I hear you. It's such a drag to be in an Upcoming Olympics Zone. I hate the frikkin' Olympics.
posted by flapjax at midnite at 6:22 AM on February 27, 2008


Then you might also enjoy some of the more forthright local responses to the 2012 London games developments in this Flickr pool , flapjax.
posted by Abiezer at 6:33 AM on February 27, 2008


I was about to say something witty about the newsreaders weird accent and intonation, actually. It makes it almost impossible to focus on what she is saying. Weird.

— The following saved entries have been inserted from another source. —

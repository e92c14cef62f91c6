//! Binary framing for requests and responses.
//!
//! Every message is sent as a single frame: a big endian `u32` holding the
//! length of the body, followed by the body. Bodies are a flat sequence of
//! fixed width integers, length prefixed strings, and tagged values.
pub mod client;
pub mod server;

use std::collections::BTreeMap;
use std::str;

use bytes::{Buf, BufMut, BytesMut};
use chrono::{DateTime, Datelike, NaiveDate, NaiveTime, Timelike};
use rust_decimal::Decimal;

use crate::errinfo::{ErrorInfo, ErrorKind};
use crate::errors::{ProtoError, Result};
use crate::messages::{MessageKind, Request, Response};
use crate::value::Value;

/// Default upper bound on the size of a single frame body.
pub const DEFAULT_MAX_FRAME_SIZE: usize = 64 * 1024 * 1024;

/// Length of the frame header.
const HEADER_LEN: usize = 4;

mod tag {
    pub const NULL: u8 = 0;
    pub const BOOL: u8 = 1;
    pub const INT: u8 = 2;
    pub const FLOAT: u8 = 3;
    pub const DECIMAL: u8 = 4;
    pub const STRING: u8 = 5;
    pub const BYTES: u8 = 6;
    pub const DATE: u8 = 7;
    pub const TIME: u8 = 8;
    pub const TIMESTAMP: u8 = 9;
}

trait BufProtoMut: BufMut {
    /// Put a length prefixed string.
    fn put_string(&mut self, s: &str);

    /// Put a presence byte, followed by the string if present.
    fn put_opt_string(&mut self, s: Option<&str>);

    fn put_bytes_prefixed(&mut self, b: &[u8]);

    fn put_value(&mut self, v: &Value);
}

impl<B: BufMut> BufProtoMut for B {
    fn put_string(&mut self, s: &str) {
        self.put_bytes_prefixed(s.as_bytes());
    }

    fn put_opt_string(&mut self, s: Option<&str>) {
        match s {
            Some(s) => {
                self.put_u8(1);
                self.put_string(s);
            }
            None => self.put_u8(0),
        }
    }

    fn put_bytes_prefixed(&mut self, b: &[u8]) {
        self.put_u32(b.len() as u32);
        self.put_slice(b);
    }

    fn put_value(&mut self, v: &Value) {
        match v {
            Value::Null => self.put_u8(tag::NULL),
            Value::Bool(v) => {
                self.put_u8(tag::BOOL);
                self.put_u8(*v as u8);
            }
            Value::Int(v) => {
                self.put_u8(tag::INT);
                self.put_i64(*v);
            }
            Value::Float(v) => {
                self.put_u8(tag::FLOAT);
                self.put_f64(*v);
            }
            Value::Decimal(v) => {
                self.put_u8(tag::DECIMAL);
                self.put_string(&v.to_string());
            }
            Value::String(v) => {
                self.put_u8(tag::STRING);
                self.put_string(v);
            }
            Value::Bytes(v) => {
                self.put_u8(tag::BYTES);
                self.put_bytes_prefixed(v);
            }
            Value::Date(v) => {
                self.put_u8(tag::DATE);
                self.put_i32(v.num_days_from_ce());
            }
            Value::Time(v) => {
                self.put_u8(tag::TIME);
                self.put_u32(v.num_seconds_from_midnight());
                self.put_u32(v.nanosecond());
            }
            Value::Timestamp(v) => {
                let utc = v.and_utc();
                self.put_u8(tag::TIMESTAMP);
                self.put_i64(utc.timestamp());
                self.put_u32(utc.timestamp_subsec_nanos());
            }
        }
    }
}

/// Read only view over a frame body with bounds checked reads.
#[derive(Debug)]
struct Cursor<'a> {
    buf: &'a [u8],
}

impl<'a> Cursor<'a> {
    fn new(buf: &'a [u8]) -> Self {
        Cursor { buf }
    }

    fn ensure(&self, n: usize) -> Result<()> {
        if self.buf.len() < n {
            return Err(ProtoError::UnexpectedEof {
                needed: n - self.buf.len(),
            });
        }
        Ok(())
    }

    fn read_u8(&mut self) -> Result<u8> {
        self.ensure(1)?;
        Ok(self.get_u8())
    }

    fn read_bool(&mut self) -> Result<bool> {
        Ok(self.read_u8()? != 0)
    }

    fn read_i32(&mut self) -> Result<i32> {
        self.ensure(4)?;
        Ok(self.get_i32())
    }

    fn read_u32(&mut self) -> Result<u32> {
        self.ensure(4)?;
        Ok(self.get_u32())
    }

    fn read_i64(&mut self) -> Result<i64> {
        self.ensure(8)?;
        Ok(self.get_i64())
    }

    fn read_f64(&mut self) -> Result<f64> {
        self.ensure(8)?;
        Ok(self.get_f64())
    }

    fn read_len(&mut self) -> Result<usize> {
        let len = self.read_u32()? as usize;
        self.ensure(len)?;
        Ok(len)
    }

    fn read_bytes(&mut self) -> Result<&'a [u8]> {
        let len = self.read_len()?;
        let b = &self.buf[..len];
        self.advance(len);
        Ok(b)
    }

    fn read_string(&mut self) -> Result<String> {
        Ok(str::from_utf8(self.read_bytes()?)?.to_string())
    }

    fn read_opt_string(&mut self) -> Result<Option<String>> {
        if self.read_bool()? {
            Ok(Some(self.read_string()?))
        } else {
            Ok(None)
        }
    }

    /// Read a collection length, rejecting lengths that can't possibly fit in
    /// the remaining bytes given each element needs at least `min_elem`.
    fn read_count(&mut self, min_elem: usize) -> Result<usize> {
        let n = self.read_u32()? as usize;
        self.ensure(n.saturating_mul(min_elem))?;
        Ok(n)
    }

    fn read_value(&mut self) -> Result<Value> {
        Ok(match self.read_u8()? {
            tag::NULL => Value::Null,
            tag::BOOL => Value::Bool(self.read_bool()?),
            tag::INT => Value::Int(self.read_i64()?),
            tag::FLOAT => Value::Float(self.read_f64()?),
            tag::DECIMAL => {
                let s = self.read_string()?;
                Value::Decimal(s.parse::<Decimal>()?)
            }
            tag::STRING => Value::String(self.read_string()?),
            tag::BYTES => Value::Bytes(self.read_bytes()?.to_vec()),
            tag::DATE => {
                let days = self.read_i32()?;
                let date = NaiveDate::from_num_days_from_ce_opt(days)
                    .ok_or(ProtoError::InvalidTemporal("date"))?;
                Value::Date(date)
            }
            tag::TIME => {
                let secs = self.read_u32()?;
                let nanos = self.read_u32()?;
                let time = NaiveTime::from_num_seconds_from_midnight_opt(secs, nanos)
                    .ok_or(ProtoError::InvalidTemporal("time"))?;
                Value::Time(time)
            }
            tag::TIMESTAMP => {
                let secs = self.read_i64()?;
                let nanos = self.read_u32()?;
                let ts = DateTime::from_timestamp(secs, nanos)
                    .ok_or(ProtoError::InvalidTemporal("timestamp"))?;
                Value::Timestamp(ts.naive_utc())
            }
            other => return Err(ProtoError::InvalidValueTag(other)),
        })
    }

    fn finish(&self) -> Result<()> {
        if !self.buf.is_empty() {
            return Err(ProtoError::TrailingBytes(self.buf.len()));
        }
        Ok(())
    }
}

impl Buf for Cursor<'_> {
    fn remaining(&self) -> usize {
        self.buf.len()
    }

    fn chunk(&self) -> &[u8] {
        self.buf
    }

    fn advance(&mut self, cnt: usize) {
        self.buf = &self.buf[cnt..]
    }
}

/// Split a complete frame body off the front of `src`.
///
/// Returns `None` if a full frame hasn't been received yet.
fn split_frame(src: &mut BytesMut, max_frame_size: usize) -> Result<Option<BytesMut>> {
    if src.len() < HEADER_LEN {
        return Ok(None);
    }
    // Index directly into the buffer to avoid advancing before the full frame
    // is available.
    let len = u32::from_be_bytes([src[0], src[1], src[2], src[3]]) as usize;
    if len > max_frame_size {
        return Err(ProtoError::MsgTooLarge {
            size: len,
            limit: max_frame_size,
        });
    }

    if src.len() < HEADER_LEN + len {
        src.reserve(HEADER_LEN + len - src.len());
        return Ok(None);
    }

    src.advance(HEADER_LEN);
    Ok(Some(src.split_to(len)))
}

/// Write a frame, filling in the length once the body has been written.
fn write_frame<F>(dst: &mut BytesMut, max_frame_size: usize, body: F) -> Result<()>
where
    F: FnOnce(&mut BytesMut),
{
    let len_idx = dst.len();
    dst.put_u32(0);

    body(dst);

    let len = dst.len() - len_idx - HEADER_LEN;
    if len > max_frame_size {
        dst.truncate(len_idx);
        return Err(ProtoError::MsgTooLarge {
            size: len,
            limit: max_frame_size,
        });
    }
    dst[len_idx..len_idx + HEADER_LEN].copy_from_slice(&(len as u32).to_be_bytes());

    Ok(())
}

fn encode_request_body(req: &Request, dst: &mut BytesMut) {
    dst.put_u8(req.kind.code());
    dst.put_opt_string(req.connection_id.as_ref().map(|id| id.as_str()));
    dst.put_opt_string(req.statement_id.as_ref().map(|id| id.as_str()));
    dst.put_opt_string(req.result_set_id.as_ref().map(|id| id.as_str()));
    dst.put_opt_string(req.sql.as_deref());
    dst.put_i32(req.fetch_size);

    dst.put_u32(req.params.len() as u32);
    for (pos, val) in &req.params {
        dst.put_u32(*pos);
        dst.put_value(val);
    }

    dst.put_u32(req.extra.len() as u32);
    for (key, val) in &req.extra {
        dst.put_string(key);
        dst.put_value(val);
    }
}

fn decode_request_body(buf: &mut Cursor<'_>) -> Result<Request> {
    let kind = MessageKind::try_from(buf.read_u8()?)?;
    let connection_id = buf.read_opt_string()?.map(Into::into);
    let statement_id = buf.read_opt_string()?.map(Into::into);
    let result_set_id = buf.read_opt_string()?.map(Into::into);
    let sql = buf.read_opt_string()?;
    let fetch_size = buf.read_i32()?;

    let num_params = buf.read_count(5)?;
    let mut params = BTreeMap::new();
    for _ in 0..num_params {
        let pos = buf.read_u32()?;
        let val = buf.read_value()?;
        params.insert(pos, val);
    }

    let num_extra = buf.read_count(5)?;
    let mut extra = BTreeMap::new();
    for _ in 0..num_extra {
        let key = buf.read_string()?;
        let val = buf.read_value()?;
        extra.insert(key, val);
    }

    buf.finish()?;

    Ok(Request {
        kind,
        connection_id,
        statement_id,
        result_set_id,
        sql,
        params,
        fetch_size,
        extra,
    })
}

fn encode_error_info(info: &ErrorInfo, dst: &mut BytesMut) {
    dst.put_u8(info.kind().code());
    dst.put_string(info.message());
    dst.put_opt_string(info.sql_state());
    dst.put_i32(info.error_code());
    dst.put_u32(info.stack_trace().len() as u32);
    for frame in info.stack_trace() {
        dst.put_string(frame);
    }
    dst.put_opt_string(info.cause_message());
}

fn decode_error_info(buf: &mut Cursor<'_>) -> Result<ErrorInfo> {
    let kind = ErrorKind::try_from(buf.read_u8()?)?;
    let message = buf.read_string()?;
    let sql_state = buf.read_opt_string()?;
    let error_code = buf.read_i32()?;
    let num_frames = buf.read_count(4)?;
    let mut frames = Vec::with_capacity(num_frames);
    for _ in 0..num_frames {
        frames.push(buf.read_string()?);
    }
    let cause = buf.read_opt_string()?;

    Ok(ErrorInfo::from_parts(
        kind, message, sql_state, error_code, frames, cause,
    ))
}

fn encode_response_body(resp: &Response, dst: &mut BytesMut) {
    dst.put_u8(resp.kind.code());

    dst.put_u32(resp.rows.len() as u32);
    for row in &resp.rows {
        dst.put_u32(row.len() as u32);
        for val in row {
            dst.put_value(val);
        }
    }

    match &resp.column_names {
        Some(names) => {
            dst.put_u8(1);
            dst.put_u32(names.len() as u32);
            for name in names {
                dst.put_string(name);
            }
        }
        None => dst.put_u8(0),
    }

    dst.put_i64(resp.update_count);
    dst.put_u8(resp.has_more_rows as u8);
    dst.put_opt_string(resp.statement_id.as_ref().map(|id| id.as_str()));
    dst.put_opt_string(resp.result_set_id.as_ref().map(|id| id.as_str()));

    match resp.timestamp {
        Some(ts) => {
            dst.put_u8(1);
            dst.put_i64(ts);
        }
        None => dst.put_u8(0),
    }

    match &resp.error {
        Some(info) => {
            dst.put_u8(1);
            encode_error_info(info, dst);
        }
        None => dst.put_u8(0),
    }
}

fn decode_response_body(buf: &mut Cursor<'_>) -> Result<Response> {
    let kind = MessageKind::try_from(buf.read_u8()?)?;

    let num_rows = buf.read_count(4)?;
    let mut rows = Vec::with_capacity(num_rows);
    for _ in 0..num_rows {
        let num_cols = buf.read_count(1)?;
        let mut row = Vec::with_capacity(num_cols);
        for _ in 0..num_cols {
            row.push(buf.read_value()?);
        }
        rows.push(row);
    }

    let column_names = if buf.read_bool()? {
        let n = buf.read_count(4)?;
        let mut names = Vec::with_capacity(n);
        for _ in 0..n {
            names.push(buf.read_string()?);
        }
        Some(names)
    } else {
        None
    };

    let update_count = buf.read_i64()?;
    let has_more_rows = buf.read_bool()?;
    let statement_id = buf.read_opt_string()?.map(Into::into);
    let result_set_id = buf.read_opt_string()?.map(Into::into);
    let timestamp = if buf.read_bool()? {
        Some(buf.read_i64()?)
    } else {
        None
    };
    let error = if buf.read_bool()? {
        Some(decode_error_info(buf)?)
    } else {
        None
    };

    buf.finish()?;

    match (kind, &error) {
        (MessageKind::Exception, None) => {
            return Err(ProtoError::MalformedResponse(
                "exception response without error info",
            ));
        }
        (k, Some(_)) if k != MessageKind::Exception => {
            return Err(ProtoError::MalformedResponse(
                "error info on a non-exception response",
            ));
        }
        _ => (),
    }

    Ok(Response {
        kind,
        rows,
        column_names,
        update_count,
        has_more_rows,
        statement_id,
        result_set_id,
        timestamp,
        error,
    })
}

It sounds like a pretty standard British accent to me, with a hint of a Chinese on a few words.
posted by delmoi at 6:33 AM on February 27, 2008


I sure hope they have one frickin' fast people mover to get you from one end to the other,

Also, I'm curious about that newsreader's accent as well. I've watched CCTV occasionally, and accents vary form English to American to something in between.
posted by SteveInMaine at 6:34 AM on February 27, 2008


Wow! If only the students who died in 1989 could have seen stuff like this! They might not have protested. The whole glance at China this year is going to be nauseating in light of recent history for me. All this stuff was designed without any real laws and the resources were allocated without any real representation of the people.

Coming from a people who got pissed our tea was taxed without representation, I'm surprised at how easily and readily we're embracing China this year. Not only American corporations or American movie directors (until recently), like this guy who makes great movies talking about how it is wrong to kill people for their beliefs, but yet supports governments that do and makes movies for them.

Even that archtiect, true man, you gotta great building, but does it not say something about you that you accepted the Chinese government as your funding source? Are the best and most enduring structures monuments of free societies?

Oh well.....who cares? Their GDP is rising like crazy.
posted by skepticallypleased at 6:35 AM on February 27, 2008


It sounds like a pretty standard British accent to me

Hahaha! Er. Perhaps from the 1930's film world.

It isn't a British accent at all. It is an exaggerated version of "World Service Speak" where it sounds, to me, like she has been trained too hard to portray the (not real) accent accurately at the expense of intonation and clarity. It sounds like considerable effort to maintain for her, to me.

But all that aside, who wants to put bets on whether that luggage sorting deal works?
posted by Brockles at 6:37 AM on February 27, 2008


...who wants to put bets on whether that luggage sorting deal works?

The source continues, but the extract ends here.